Tuesday, March 17, 2009

Where There's a Will ...

Well, that's all over.

Because of a huge protest here in the center of the city, we left the car behind when we went to the lawyers. I was hesitant to go so far in the power chair but Joe was absolutely sure that Henry was up to the task. We had spent some time redrafting our wills and knew it was time to get them up to date. Further, we've been investigating what to do with our earthly remains - and have settled on a columbarium (a word we did not know until a few days ago) ... all that remained was the signing of the will.

I was a little unnerved on the way over to the lawyer. I hesitate to admit why. But, in an effort to HONESTLY document life as a disabled guy ... here goes nothing. Joe used to work for this guy many years ago. As one of the first male legal secretaries in the city, he would answer the phone in lovely rounded tones, 'Law Office'. Here I was Joe's partner, not the other way around. That was OK, of course, but as I've always been a big guy - I always felt that they were disapproving of Joe wasting his time with me.

Over time as my career emerged and my work was recognized that changed somewhat. Even so the sour taste of 'not good enough' and 'not hot enough' remains in my mouth. Now I was going over to see the lawyer, who I haven't seen in 15 years, as a fat DISABLED guy. I asked Joe, somewhat nervously, 'Does he know I'm in a wheelchair now?'

Disability pride goes only so far - there is still the interpersonal realities of human nature and human judgements. I didn't want this guy to think that Joe had really backed the wrong horse. So since I couldn't look hot, I thought I'd try to stay above clutz and dolt (on some days a real challenge) and just get through it.

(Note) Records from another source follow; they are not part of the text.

use crate::AppState;
use crate::api::handlers::{missing, not_found};
use crate::api::models::addresses::{AddressCreate, AddressResponse, AddressUpdate, ListAddressesQuery};
use crate::api::models::pagination::PaginatedResponse;
use crate::auth::CurrentActor;
use crate::db::handlers::{Addresses, Repository, addresses::AddressFilter};
use crate::errors::{Error, Result};
use crate::types::AddressId;
use axum::{
    Json,
    extract::{Path, Query, State},
    http::StatusCode,
};

#[utoipa::path(
    get,
    path = "/addresses",
    tag = "reference",
    summary = "List addresses",
    params(ListAddressesQuery),
    responses((status = 200, description = "Page of addresses, newest first", body = PaginatedResponse<AddressResponse>))
)]
#[tracing::instrument(skip_all)]
pub async fn list_addresses(
    State(state): State<AppState>,
    Query(query): Query<ListAddressesQuery>,
) -> Result<Json<PaginatedResponse<AddressResponse>>> {
    let (skip, limit) = query.pagination.params();
    let mut filter = AddressFilter::new(skip, limit);
    if let Some(municipality_id) = query.municipality_id {
        filter = filter.municipality(municipality_id);
    }

    let mut conn = state.db.acquire().await.map_err(|e| Error::Database(e.into()))?;
    let mut repo = Addresses::new(&mut conn);
    let addresses = repo.list(&filter).await?;
    let total_count = repo.count(&filter).await?;

    Ok(Json(PaginatedResponse::new(
        addresses.into_iter().map(AddressResponse::from).collect(),
        total_count,
        skip,
        limit,
    )))
}

#[utoipa::path(
    get,
    path = "/addresses/{id}",
    tag = "reference",
    summary = "Get address",
    responses(
        (status = 200, description = "Address with its type ids", body = AddressResponse),
        (status = 404, description = "Address not found")
    )
)]
#[tracing::instrument(skip_all)]
pub async fn get_address(State(state): State<AppState>, Path(id): Path<AddressId>) -> Result<Json<AddressResponse>> {
    let mut conn = state.db.acquire().await.map_err(|e| Error::Database(e.into()))?;
    let address = Addresses::new(&mut conn)
        .get_by_id(id)
        .await?
        .ok_or_else(|| missing("Address", id))?;

    Ok(Json(address.into()))
}

#[utoipa::path(
    post,
    path = "/addresses",
    tag = "reference",
    summary = "Create address",
    request_body = AddressCreate,
    responses(
        (status = 201, description = "Address created", body = AddressResponse),
        (status = 400, description = "Invalid postal code or fields"),
        (status = 409, description = "Duplicate address, unknown municipality or unknown type")
    )
)]
#[tracing::instrument(skip_all)]
pub async fn create_address(
    State(state): State<AppState>,
    actor: CurrentActor,
    Json(create): Json<AddressCreate>,
) -> Result<(StatusCode, Json<AddressResponse>)> {
    let request = create.into_db_request(actor.into_actor())?;

    // Row and type links are written together
    let mut tx = state.db.begin().await.map_err(|e| Error::Database(e.into()))?;
    let address = Addresses::new(&mut tx).create(&request).await?;
    tx.commit().await.map_err(|e| Error::Database(e.into()))?;

    Ok((StatusCode::CREATED, Json(address.into())))
}

#[utoipa::path(
    patch,
    path = "/addresses/{id}",
    tag = "reference",
    summary = "Update address",
    request_body = AddressUpdate,
    responses(
        (status = 200, description = "Address updated", body = AddressResponse),
        (status = 404, description = "Address not found")
    )
)]
#[tracing::instrument(skip_all)]
pub async fn update_address(
    State(state): State<AppState>,
    Path(id): Path<AddressId>,
    actor: CurrentActor,
    Json(update): Json<AddressUpdate>,
) -> Result<Json<AddressResponse>> {
    let request = update.into_db_request(actor.into_actor())?;

    let mut tx = state.db.begin().await.map_err(|e| Error::Database(e.into()))?;
    let address = Addresses::new(&mut tx).update(id, &request).await.map_err(not_found("Address", id))?;
    tx.commit().await.map_err(|e| Error::Database(e.into()))?;

    Ok(Json(address.into()))
}

#[utoipa::path(
    delete,
    path = "/addresses/{id}",
    tag = "reference",
    summary = "Delete address",
    responses(
        (status = 204, description = "Address and its type links deleted"),
        (status = 404, description = "Address not found")
    )
)]
#[tracing::instrument(skip_all)]
pub async fn delete_address(State(state): State<AppState>, Path(id): Path<AddressId>, _actor: CurrentActor) -> Result<StatusCode> {
    let mut conn = state.db.acquire().await.map_err(|e| Error::Database(e.into()))?;
    if Addresses::new(&mut conn).delete(id).await? {
        Ok(StatusCode::NO_CONTENT)
    } else {
        Err(missing("Address", id))
    }
}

Turns out that it was a very pleasant interaction, he wasn't phased by the chair and we ended up having a lively conversation about - ethics. It was kind of fun, we were all relaxed. Turns out, I guess, we're all older and maybe just a little less shallow than we were when we were boys. I mentally castigated myself for my silliness on my way over.

But it still reminded me how much I need Joe to still be proud of me.

After nearly 40 years, I guess that's kind of cool.

All that, and the will is signed, Henry made it there and back ... and we're off to a week long series of lectures in California.

Life goes on ...


rickismom said...

I don't think that the need for our partner to be proud of us and our accomplishments never goes away. It is price-less. If our spouses/parents don't approve/ are proud of us, thiose who are near us, it tends to reflect negatively. Perhaps that is also one of the reasons parents approval also hits home.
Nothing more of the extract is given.